The MB pendulum system can provide an impenetrable wall at port facilities, between the outer pilings of a wharf, physically preventing attack access. At nuclear and DOD facilities the MB can physically prevent attack access up river channels by attaching to the underside of existing river crossing bridges between pilings.
Attack validation of the MB was performed and certified to resist the highest level of underwater cutting and torching attack tools available. Validation of prototype performance is at TRL Level 8+ for securing a seawater marine perimeter with MB technology, as it’s fully certified to meet BART criterion to prevent breach of any marine security perimeter with 10,000 degree Fahrenheit torches or high-power cutting tools. No explosives were used as deck collapse due to blast overpressure would have terminated the attackers, without any breach of the security perimeter.
Suspended from a wharf deck or river-crossing bridge with low-maintenance hinge bearings and a special polymer rotation surface, the MB pendulum requires annual inspection but should not require maintenance for 40 or more years.
MB pendulum systems thereby attain a uniquely resilient security level, functioning in water like a venetian blind at an open window. Our high tech analyses utilize ABAQUS/Aqua for structural performance simulations in seawater, accounting for an attacking vehicle’s forces as well as natural forces of extreme waves and earthquakes. Analytic calculations show the MB capable of arresting impact energy from both attack forces and the forces of nature. Piles and deck diaphragms can readily resist shock forces induced by impact.

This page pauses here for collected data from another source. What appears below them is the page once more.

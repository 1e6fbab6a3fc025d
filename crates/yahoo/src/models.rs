//! Yahoo Finance response models.

use std::collections::HashMap;

use serde::Deserialize;
use serde_json::Value;

/// quoteSummary envelope.
#[derive(Debug, Deserialize)]
#[serde(rename_all = "camelCase")]
pub(crate) struct QuoteSummaryResponse {
    pub(crate) quote_summary: QuoteSummary,
}

#[derive(Debug, Deserialize)]
pub(crate) struct QuoteSummary {
    #[serde(default)]
    pub(crate) result: Option<Vec<QuoteSummaryResult>>,
}

#[derive(Debug, Deserialize)]
pub(crate) struct QuoteSummaryResult {
    pub(crate) price: Option<PriceModule>,
}

#[derive(Debug, Deserialize)]
#[serde(rename_all = "camelCase")]
pub(crate) struct PriceModule {
    pub(crate) long_name: Option<String>,
    pub(crate) short_name: Option<String>,
}

impl QuoteSummaryResponse {
    /// First non-blank of `longName`, `shortName`.
    pub(crate) fn display_name(&self) -> Option<String> {
        let price = self.quote_summary.result.as_ref()?.first()?.price.as_ref()?;
        [price.long_name.as_deref(), price.short_name.as_deref()]
            .into_iter()
            .flatten()
            .map(str::trim)
            .find(|name| !name.is_empty())
            .map(str::to_string)
    }
}

/// fundamentals-timeseries envelope.
#[derive(Debug, Deserialize)]
pub(crate) struct TimeseriesResponse {
    pub(crate) timeseries: Timeseries,
}

#[derive(Debug, Deserialize)]
pub(crate) struct Timeseries {
    #[serde(default)]
    pub(crate) result: Vec<TimeseriesResult>,
}

/// One requested line item. The points live under a key equal to the
/// item's type name, so everything besides `meta` is collected loosely.
#[derive(Debug, Deserialize)]
pub(crate) struct TimeseriesResult {
    pub(crate) meta: TimeseriesMeta,
    #[serde(flatten)]
    pub(crate) series: HashMap<String, Value>,
}

#[derive(Debug, Deserialize)]
pub(crate) struct TimeseriesMeta {
    #[serde(rename = "type", default)]
    pub(crate) kind: Vec<String>,
}

#[derive(Debug, Deserialize)]
#[serde(rename_all = "camelCase")]
pub(crate) struct TimeseriesPoint {
    pub(crate) as_of_date: String,
    pub(crate) reported_value: Option<ReportedValue>,
}

#[derive(Debug, Deserialize)]
pub(crate) struct ReportedValue {
    pub(crate) raw: Option<f64>,
}

#[cfg(test)]
mod tests {
    use super::*;

    #[test]
    fn display_name_prefers_long_name() {
        let body = r#"{"quoteSummary":{"result":[{"price":{
            "longName":"PIMCO Dynamic Income Fund","shortName":"PIMCO Dyn"}}],"error":null}}"#;
        let response: QuoteSummaryResponse = serde_json::from_str(body).unwrap();
        assert_eq!(response.display_name().as_deref(), Some("PIMCO Dynamic Income Fund"));
    }

    #[test]
    fn display_name_skips_blank_long_name() {
        let body = r#"{"quoteSummary":{"result":[{"price":{
            "longName":"  ","shortName":"Adams Divers Eq"}}]}}"#;
        let response: QuoteSummaryResponse = serde_json::from_str(body).unwrap();
        assert_eq!(response.display_name().as_deref(), Some("Adams Divers Eq"));
    }

    #[test]
    fn display_name_absent_without_result() {
        let body = r#"{"quoteSummary":{"result":null,"error":{"code":"Not Found"}}}"#;
        let response: QuoteSummaryResponse = serde_json::from_str(body).unwrap();
        assert_eq!(response.display_name(), None);
    }
}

Articulation of a large upper pendulum superstructure from a deeply embedded and fixed lower spike substructure system permits each to resist lateral forces (wave, seismic, attack) independently, without tearing apart or incurring significant flexural stress or shear stress. The free swinging pendulum panel design separating the superstructure and substructure’s seismic ground motions reduce stresses induced by strong-motion earthquakes as well as wave action and attack vehicles. The articulated pendulum was also chosen to reduce construction cost and compress construction schedules, permitting all-bolted connections to be made on board barges, with lower labor cost and more rapid assembly. Entire panels between pilings can then be launched complete with two pillow block rotational bearings.

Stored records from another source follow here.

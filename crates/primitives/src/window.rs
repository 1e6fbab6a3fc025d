//! Valuation-date window.

use chrono::Days;
use serde::{Deserialize, Serialize};

use crate::Date;

/// Calendar-date format used for every date key and file name.
pub const DATE_FORMAT: &str = "%Y-%m-%d";

/// Days on either side of the valuation date covered by price lookups.
pub const DEFAULT_LOOKBACK_DAYS: u64 = 2;

/// Price lookup window around a valuation date.
///
/// The window spans `target - radius` (inclusive) to `target + radius`
/// (exclusive), matching the half-open range daily-bar providers use.
#[derive(Debug, Clone, Copy, PartialEq, Eq, Hash, Serialize, Deserialize)]
pub struct DateWindow {
    /// Valuation date chosen by the user.
    pub target: Date,
    /// First calendar date of the window.
    pub start: Date,
    /// Calendar date one past the end of the window.
    pub end: Date,
}

impl DateWindow {
    /// Window of [`DEFAULT_LOOKBACK_DAYS`] around `target`.
    #[must_use]
    pub fn around(target: Date) -> Self {
        Self::with_radius(target, DEFAULT_LOOKBACK_DAYS)
    }

    /// Window of `days` on either side of `target`.
    ///
    /// Saturates at the representable date range instead of failing.
    #[must_use]
    pub fn with_radius(target: Date, days: u64) -> Self {
        let offset = Days::new(days);
        let start = target.checked_sub_days(offset).unwrap_or(Date::MIN);
        let end = target.checked_add_days(offset).unwrap_or(Date::MAX);
        Self { target, start, end }
    }

    /// Whether `date` falls inside the half-open window.
    #[must_use]
    pub fn contains(&self, date: Date) -> bool {
        self.start <= date && date < self.end
    }

    /// Same window bounds, re-targeted on another date (e.g. a fallback
    /// trading day).
    #[must_use]
    pub const fn retarget(self, target: Date) -> Self {
        Self { target, ..self }
    }

    /// Target date as `YYYY-MM-DD`.
    #[must_use]
    pub fn target_str(&self) -> String {
        self.target.format(DATE_FORMAT).to_string()
    }

    /// Window start as `YYYY-MM-DD`.
    #[must_use]
    pub fn start_str(&self) -> String {
        self.start.format(DATE_FORMAT).to_string()
    }

    /// Window end as `YYYY-MM-DD`.
    #[must_use]
    pub fn end_str(&self) -> String {
        self.end.format(DATE_FORMAT).to_string()
    }

    /// `(target, start, end)` formatted as `YYYY-MM-DD`.
    #[must_use]
    pub fn to_strings(&self) -> (String, String, String) {
        (self.target_str(), self.start_str(), self.end_str())
    }
}

#[cfg(test)]
mod tests {
    use rstest::rstest;

    use super::*;

    fn date(y: i32, m: u32, d: u32) -> Date {
        Date::from_ymd_opt(y, m, d).unwrap()
    }

    #[test]
    fn window_around_target() {
        let window = DateWindow::around(date(2024, 6, 28));
        assert_eq!(
            window.to_strings(),
            ("2024-06-28".to_string(), "2024-06-26".to_string(), "2024-06-30".to_string())
        );
    }

    #[test]
    fn window_crosses_year_boundary() {
        let window = DateWindow::around(date(2024, 1, 1));
        assert_eq!(window.start_str(), "2023-12-30");
        assert_eq!(window.end_str(), "2024-01-03");
    }

    #[test]
    fn window_handles_leap_day() {
        let window = DateWindow::around(date(2024, 3, 1));
        assert_eq!(window.start, date(2024, 2, 28));
    }

    #[rstest]
    #[case(date(2024, 6, 26), true)]
    #[case(date(2024, 6, 28), true)]
    #[case(date(2024, 6, 29), true)]
    #[case(date(2024, 6, 30), false)]
    #[case(date(2024, 6, 25), false)]
    fn window_is_half_open(#[case] day: Date, #[case] expected: bool) {
        let window = DateWindow::around(date(2024, 6, 28));
        assert_eq!(window.contains(day), expected);
    }

    #[test]
    fn retarget_keeps_bounds() {
        let window = DateWindow::around(date(2024, 6, 29)).retarget(date(2024, 6, 28));
        assert_eq!(window.target, date(2024, 6, 28));
        assert_eq!(window.start, date(2024, 6, 27));
        assert_eq!(window.end, date(2024, 7, 1));
    }

    #[test]
    fn window_saturates_at_min_date() {
        let window = DateWindow::around(Date::MIN);
        assert_eq!(window.start, Date::MIN);
    }
}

The existing marine wharf deck or river-crossing bridge surface can induce high-frequency low amplitude seismic vibration at top of the upper pendulum as it sways in the seawater. The seabed can induce low frequency high amplitude seismic vibrations to the lower spikes, fixed to the piles and into the seabed. Tearing apart of the Marine Barrier due to out-of-phase motions is thereby prevented by separating the pendulum superstructure as it swings a tangential arc over the horizontal stainless steel plate set along the seabed.